15.3. Arbitration. Except for disputes that qualify for small claims court, all disputes arising out of or related to this Agreement or any aspect of the relationship between Client and Company, whether based in contract, tort, statute, fraud, misrepresentation or any other legal theory, will be resolved through final and binding arbitration before a neutral arbitrator instead of in a court by a judge or jury. Client and Company agrees that Client and Company are each waiving the right to trial by a jury. Such disputes include, without limitation, disputes arising out of or relating to interpretation or application of this arbitration provision, including the enforceability, revocability or validity of the arbitration provision or any portion of the arbitration provision. All such matters shall be decided by an arbitrator and not by a court or judge.

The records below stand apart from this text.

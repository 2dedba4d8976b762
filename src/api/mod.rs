pub mod auth;
pub mod bid;
pub mod cors;
pub mod dto;
pub mod error;
pub mod health;
pub mod job;
pub mod policy;
pub mod validation;

#[cfg(test)]
pub mod test_support;

use actix_web::web;
use std::sync::Arc;

use crate::db::Store;
use auth::SessionIssuer;

/// Register shared state, extractor configs and every route
///
/// Used by the server for each worker and by handler tests.
pub fn configure(
    store: Arc<dyn Store>,
    issuer: SessionIssuer,
    max_payload_size: usize,
) -> impl FnOnce(&mut web::ServiceConfig) {
    move |config| {
        config
            .app_data(web::Data::from(store.clone()))
            .app_data(web::Data::new(job::JobService::new(store.clone())))
            .app_data(web::Data::new(bid::BidService::new(store)))
            .app_data(web::Data::new(issuer))
            .app_data(web::PayloadConfig::default().limit(max_payload_size))
            .app_data(validation::json_config(max_payload_size))
            .app_data(validation::path_config())
            .app_data(validation::query_config())
            .configure(health::health_config)
            .configure(auth::handlers::auth_config)
            .configure(job::handlers::job_config)
            .configure(bid::handlers::bid_config);
    }
}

15.4. Client agrees that any arbitration under this Agreement will take place on an individual basis; class arbitrations and class actions are not permitted and Client is agreeing to give up the ability to participate in a class action.
15.5. Client may opt-out of this agreement to arbitrate by emailing us with Client’s first name, last name, and address within thirty (30) days of accepting this agreement to arbitrate, with a statement that Client declines this arbitration agreement.
15.6. The arbitration will be administered by the American Arbitration Association under its Consumer Arbitration Rules, as amended by this Agreement. The Consumer Arbitration Rules are available online at https://www.adr.org/consumer. The arbitrator will conduct hearings, if any, by teleconference or videoconference, rather than by personal appearances, unless the arbitrator determines upon request by Client or Company that an in-person hearing is appropriate. Any in-person appearances will be held at a location that is reasonably convenient to both parties with due consideration of their ability to travel and other pertinent circumstances. If the parties are unable to agree on a location, such determination should be made by the AAA or by the arbitrator. The arbitrator’s decision will follow the terms of this Agreement and will be final and binding. The arbitrator will have authority to award temporary, interim or permanent injunctive relief or relief providing for specific performance of this Agreement, but only to the extent necessary to provide relief warranted by the individual claim before the arbitrator. The award rendered by the arbitrator may be confirmed and enforced in any court having jurisdiction thereof. Notwithstanding any of the foregoing, nothing in this Agreement will preclude Client from bringing issues to the attention of federal, state or local agencies and, if the law allows, they can seek relief against us for you.
16. Miscellaneous
16.1. No person other than the Client shall have any rights under this Agreement.
16.2. Client may not assign any rights under this Agreement to any third party without the prior consent of the Company. The Company at its sole discretion may assign its rights and obligations under this Agreement in full or in part to any third party.
16.3. If any part of this Agreement is found by a court of competent jurisdiction to be invalid, unlawful or unenforceable then such part shall be severed from the remainder of the Agreement, which shall continue to be valid and enforceable to the fullest extent permitted by law.
16.4. THE CLIENT IS OBLIGED TO CAREFULLY READ THIS AGREEMENT BEFORE ACCEPTING IT OR PURCHASING THE GOODS SOLD BY THE COMPANY. THE CLIENT AGREES THAT HIS/HER PURCHASE OF THE GOODS AND/OR DIGITAL CONTENT ACKNOWLEDGES THAT THE CLIENT HAS READ THIS AGREEMENT, UNDERSTOOD IT, AND AGREE TO BE BOUND BY IT.
16.5. The processing of Client’s personal data is governed by the Privacy Policy. It is recommended for the Client to print and keep a copy of the Privacy Policy together with this Agreement.